> _Extracted material_:
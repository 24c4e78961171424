use std::env;
use std::fs;
use std::path::{Path, PathBuf};

use serde::Deserialize;

/// Runtime configuration, loaded from `lunachat.toml` (or the file named by
/// `LUNACHAT_CONFIG`) with environment overrides applied on top. Every field
/// has a default so the service starts with no config file at all.
#[derive(Debug, Clone, Deserialize)]
#[serde(default)]
pub struct Config {
    pub server: ServerConfig,
    pub documents: DocumentsConfig,
    pub retrieval: RetrievalConfig,
    pub gemini: GeminiConfig,
    /// Directory for logs and the persistent vector index.
    pub data_dir: PathBuf,
}

#[derive(Debug, Clone, Deserialize)]
#[serde(default)]
pub struct ServerConfig {
    pub port: u16,
}

#[derive(Debug, Clone, Deserialize)]
#[serde(default)]
pub struct DocumentsConfig {
    /// The fixed corpus, read as UTF-8 text at startup.
    pub paths: Vec<PathBuf>,
    pub chunk_size: usize,
    pub chunk_overlap: usize,
}

#[derive(Debug, Clone, Deserialize)]
#[serde(default)]
pub struct RetrievalConfig {
    pub backend: RetrieverBackend,
    pub top_k: usize,
}

#[derive(Debug, Clone, Deserialize)]
#[serde(default)]
pub struct GeminiConfig {
    /// Never committed; normally supplied via GEMINI_API_KEY.
    pub api_key: String,
    pub model: String,
    pub embedding_model: String,
    pub base_url: String,
}

/// Which retriever implementation serves `/api/chat`.
#[derive(Debug, Clone, Copy, PartialEq, Eq, Deserialize)]
#[serde(rename_all = "lowercase")]
pub enum RetrieverBackend {
    /// Naive term-overlap scoring, no remote calls.
    Keyword,
    /// Embeddings held in memory, rebuilt every start.
    Memory,
    /// Embeddings persisted in sqlite, reused across restarts.
    Sqlite,
}

impl Default for Config {
    fn default() -> Self {
        Self {
            server: ServerConfig::default(),
            documents: DocumentsConfig::default(),
            retrieval: RetrievalConfig::default(),
            gemini: GeminiConfig::default(),
            data_dir: PathBuf::from("./data"),
        }
    }
}

impl Default for ServerConfig {
    fn default() -> Self {
        Self { port: 5000 }
    }
}

impl Default for DocumentsConfig {
    fn default() -> Self {
        Self {
            paths: vec![
                PathBuf::from("./documents/doc1.txt"),
                PathBuf::from("./documents/doc2.txt"),
            ],
            chunk_size: 1000,
            chunk_overlap: 200,
        }
    }
}

impl Default for RetrievalConfig {
    fn default() -> Self {
        Self {
            backend: RetrieverBackend::Keyword,
            top_k: 3,
        }
    }
}

impl Default for GeminiConfig {
    fn default() -> Self {
        Self {
            api_key: String::new(),
            model: "gemini-2.0-flash".to_string(),
            embedding_model: "embedding-001".to_string(),
            base_url: "https://generativelanguage.googleapis.com/v1beta".to_string(),
        }
    }
}

impl Config {
    pub fn load() -> anyhow::Result<Self> {
        let path = env::var("LUNACHAT_CONFIG")
            .map(PathBuf::from)
            .unwrap_or_else(|_| PathBuf::from("lunachat.toml"));
        Self::load_from(&path)
    }

    pub fn load_from(path: &Path) -> anyhow::Result<Self> {
        let mut config = if path.exists() {
            let raw = fs::read_to_string(path)?;
            toml::from_str::<Config>(&raw)?
        } else {
            Config::default()
        };
        config.apply_env();

        fs::create_dir_all(&config.data_dir)?;
        fs::create_dir_all(config.log_dir())?;

        Ok(config)
    }

    fn apply_env(&mut self) {
        if let Ok(key) = env::var("GEMINI_API_KEY") {
            if !key.is_empty() {
                self.gemini.api_key = key;
            }
        }
        if let Some(port) = env::var("PORT").ok().and_then(|val| val.parse::<u16>().ok()) {
            self.server.port = port;
        }
        if let Ok(dir) = env::var("LUNACHAT_DATA_DIR") {
            if !dir.is_empty() {
                self.data_dir = PathBuf::from(dir);
            }
        }
    }

    pub fn log_dir(&self) -> PathBuf {
        self.data_dir.join("logs")
    }

    pub fn rag_db_path(&self) -> PathBuf {
        self.data_dir.join("rag.db")
    }
}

> _What you should do_: Line count for the string "usize": tally the lines of the records above that contain it and give only the result.

> _Your solution_: 3